**Problem**
Within the listing below, please show every line carrying the string "simulation".

_ _ _ _ _ _ _

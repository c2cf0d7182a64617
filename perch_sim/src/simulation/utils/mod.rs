// perch_sim/src/simulation/utils/mod.rs

pub mod serde_helpers;
//! Byte-block transforms and their shared contract.
//!
//! Every transform maps an input block to an output block and is
//! independently invertible. A transform may also decline a block it cannot
//! improve; declining is not an error and the pipeline reacts by storing the
//! block untransformed.
//!
//! Calls carry the block's context map. "dataType" is both a hint and an
//! output: a stage that detects the content type publishes it there, and a
//! later stage in the same chain reads it to skip redundant detection or to
//! step aside (an EXE block is never alias-remapped and vice versa).
//!
use std::fmt::{Display, Formatter};

use crate::tools::context::Context;

pub mod bwt;
pub mod bwt_block_codec;
pub mod exe_codec;
pub mod rolz;
pub mod utf_codec;

pub use bwt::Bwt;
pub use bwt_block_codec::BwtBlockCodec;
pub use exe_codec::ExeCodec;
pub use rolz::RolzCodec;
pub use utf_codec::UtfCodec;

/// Byte counts reported by a successful transform call.
#[derive(Debug, Clone, Copy, PartialEq, Eq)]
pub struct Transformed {
    pub consumed: usize,
    pub produced: usize,
}

#[derive(Debug)]
pub enum TransformError {
    /// Unusable parameters or block sizes; fatal for the transform.
    InvalidArgument(String),
    /// Decoded fields out of range; aborts the current block.
    DataCorruption(String),
    /// The transform cannot improve this block. The indices report how far
    /// input and output advanced so the caller can store the block raw.
    Declined { consumed: usize, produced: usize },
}

impl Display for TransformError {
    fn fmt(&self, f: &mut Formatter<'_>) -> std::fmt::Result {
        match self {
            TransformError::InvalidArgument(msg) => write!(f, "invalid argument: {}", msg),
            TransformError::DataCorruption(msg) => write!(f, "data corruption: {}", msg),
            TransformError::Declined { consumed, produced } => {
                write!(f, "declined at in {} / out {}", consumed, produced)
            }
        }
    }
}

impl std::error::Error for TransformError {}

pub type TransformResult = Result<Transformed, TransformError>;

/// Shorthand constructors used throughout the codecs.
pub(crate) fn declined(consumed: usize, produced: usize) -> TransformResult {
    Err(TransformError::Declined { consumed, produced })
}

pub(crate) fn corrupt(msg: &str) -> TransformResult {
    Err(TransformError::DataCorruption(msg.to_string()))
}

/// Contract implemented by every block transform.
///
/// The block is src in its entirety; on success the counts report how many
/// bytes were consumed and produced. dst must hold at least
/// max_encoded_len(src.len()) bytes for forward calls. ctx carries per-block
/// hints between chain stages; transforms without hints ignore it.
pub trait ByteTransform {
    fn forward(&mut self, src: &[u8], dst: &mut [u8], ctx: &mut Context) -> TransformResult;
    fn inverse(&mut self, src: &[u8], dst: &mut [u8], ctx: &mut Context) -> TransformResult;
    fn max_encoded_len(&self, n: usize) -> usize;
}

/// Pass-through transform backing the "NONE" chain entry.
pub struct NullTransform;

impl ByteTransform for NullTransform {
    fn forward(&mut self, src: &[u8], dst: &mut [u8], _ctx: &mut Context) -> TransformResult {
        dst[..src.len()].copy_from_slice(src);
        Ok(Transformed { consumed: src.len(), produced: src.len() })
    }

    fn inverse(&mut self, src: &[u8], dst: &mut [u8], _ctx: &mut Context) -> TransformResult {
        dst[..src.len()].copy_from_slice(src);
        Ok(Transformed { consumed: src.len(), produced: src.len() })
    }

    fn max_encoded_len(&self, n: usize) -> usize {
        n
    }
}

/// Builds one transform from its chain name.
pub fn new_transform(name: &str, ctx: &Context) -> Result<Box<dyn ByteTransform>, TransformError> {
    match name {
        "BWT" => Ok(Box::new(BwtBlockCodec::new(ctx)?)),
        "ROLZ" | "ROLZX" => Ok(Box::new(RolzCodec::new_with_ctx(ctx)?)),
        "UTF8" => Ok(Box::new(UtfCodec::new())),
        "EXE" => Ok(Box::new(ExeCodec::new())),
        "NONE" => Ok(Box::new(NullTransform)),
        _ => Err(TransformError::InvalidArgument(format!(
            "unknown transform name: {}",
            name
        ))),
    }
}

/// Builds the full chain from the context "transform" value, e.g.
/// "EXE+BWT" or "ROLZX". Names may be joined with '+' or ','.
pub fn new_chain(ctx: &Context) -> Result<Vec<Box<dyn ByteTransform>>, TransformError> {
    let chain = ctx.get_str("transform", "NONE").to_string();
    chain
        .split(['+', ','])
        .filter(|s| !s.is_empty())
        .map(|name| new_transform(name, ctx))
        .collect()
}

#[cfg(test)]
mod test {
    use super::*;

    #[test]
    fn chain_parse_test() {
        let mut ctx = Context::new();
        ctx.put_str("transform", "UTF8+BWT");
        assert_eq!(new_chain(&ctx).unwrap().len(), 2);

        ctx.put_str("transform", "MYSTERY");
        assert!(matches!(
            new_chain(&ctx),
            Err(TransformError::InvalidArgument(_))
        ));
    }

    #[test]
    fn null_transform_test() {
        let mut t = NullTransform;
        let src = b"some bytes";
        let mut dst = vec![0_u8; 10];
        let r = t.forward(src, &mut dst, &mut Context::new()).unwrap();
        assert_eq!(r.produced, 10);
        assert_eq!(&dst, src);
    }
}
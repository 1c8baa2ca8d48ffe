//! Inverse side of the block pipeline.
//!
use std::fs::{self, File};
use std::io::{self, Read, Write};

use log::{info, warn};

use super::{MODE_ENTROPY, STREAM_MAGIC, STREAM_VERSION};
use crate::bitstream::BitReader;
use crate::entropy::FpaqDecoder;
use crate::tools::cli::BwOpts;
use crate::tools::context::{Context, DataType};
use crate::transform::{new_chain, ByteTransform, TransformError};

fn corrupt_stream(msg: &str) -> TransformError {
    TransformError::DataCorruption(msg.to_string())
}

/// Decompress a container stream produced by compress_stream. The chain is
/// rebuilt from the stream header; the context only contributes runtime
/// settings such as the worker count.
pub fn decompress_stream(src: &[u8], ctx: &Context) -> Result<Vec<u8>, TransformError> {
    if src.len() < 10 || src[0..4] != STREAM_MAGIC {
        return Err(corrupt_stream("not a bwz stream"));
    }
    if src[4] != STREAM_VERSION {
        return Err(corrupt_stream("unsupported stream version"));
    }
    let chain_len = src[9] as usize;
    if src.len() < 10 + chain_len {
        return Err(corrupt_stream("stream header truncated"));
    }
    let chain_name = std::str::from_utf8(&src[10..10 + chain_len])
        .map_err(|_| corrupt_stream("chain name is not valid text"))?;

    let mut chain_ctx = ctx.clone();
    chain_ctx.put_str("transform", chain_name);
    let mut chain = new_chain(&chain_ctx)?;

    let mut idx = 10 + chain_len;
    let mut out = Vec::new();

    while idx < src.len() {
        if idx + 13 > src.len() {
            return Err(corrupt_stream("block record truncated"));
        }
        let mode = src[idx];
        let orig_len = u32::from_be_bytes(src[idx + 1..idx + 5].try_into().unwrap()) as usize;
        let mid_len = u32::from_be_bytes(src[idx + 5..idx + 9].try_into().unwrap()) as usize;
        let stored_len = u32::from_be_bytes(src[idx + 9..idx + 13].try_into().unwrap()) as usize;
        idx += 13;
        if idx + stored_len > src.len() {
            return Err(corrupt_stream("block payload truncated"));
        }
        let payload = &src[idx..idx + stored_len];
        idx += stored_len;

        // Undo the entropy stage
        let mut cur = if mode & MODE_ENTROPY != 0 {
            let mut br = BitReader::new(payload);
            let mut dec = FpaqDecoder::new(&mut br, 1);
            let mut decoded = vec![0_u8; mid_len];
            dec.decode(&mut decoded);
            dec.dispose();
            decoded
        } else {
            payload.to_vec()
        };

        // Undo the transform stages in reverse order
        chain_ctx.set_data_type(DataType::Undefined);
        for i in (0..chain.len()).rev() {
            if mode & (1 << i) == 0 {
                continue;
            }
            let cap = orig_len.max(cur.len()) + orig_len / 4 + 1024;
            let mut dst = vec![0_u8; cap];
            let r = chain[i].inverse(&cur, &mut dst, &mut chain_ctx)?;
            dst.truncate(r.produced);
            cur = dst;
        }

        if cur.len() != orig_len {
            return Err(corrupt_stream("block did not decode to its original size"));
        }
        out.extend_from_slice(&cur);
    }

    Ok(out)
}

/// Decompress every `.bwz` file named in the options.
pub fn decompress(opts: &BwOpts) -> io::Result<()> {
    let mut ctx = Context::new();
    ctx.put_int("jobs", opts.jobs as i64);

    for fname in &opts.files {
        let mut data = Vec::new();
        File::open(fname)?.read_to_end(&mut data)?;

        let out_name = match fname.strip_suffix(".bwz") {
            Some(stem) => stem.to_string(),
            None => format!("{}.out", fname),
        };
        if !opts.force_overwrite && fs::metadata(&out_name).is_ok() {
            warn!("{} exists, skipping (use --force to overwrite)", out_name);
            continue;
        }

        let plain = decompress_stream(&data, &ctx)
            .map_err(|e| io::Error::new(io::ErrorKind::InvalidData, e.to_string()))?;
        File::create(&out_name)?.write_all(&plain)?;
        info!("{}: {} -> {} bytes", fname, data.len(), plain.len());

        if !opts.keep_input_files {
            fs::remove_file(fname)?;
        }
    }
    Ok(())
}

_ _ _ _ _ _ _

**Written reply**
filename perch_sim/src/simulation/utils/mod.rs
// perch_sim/src/simulation/utils/mod.rs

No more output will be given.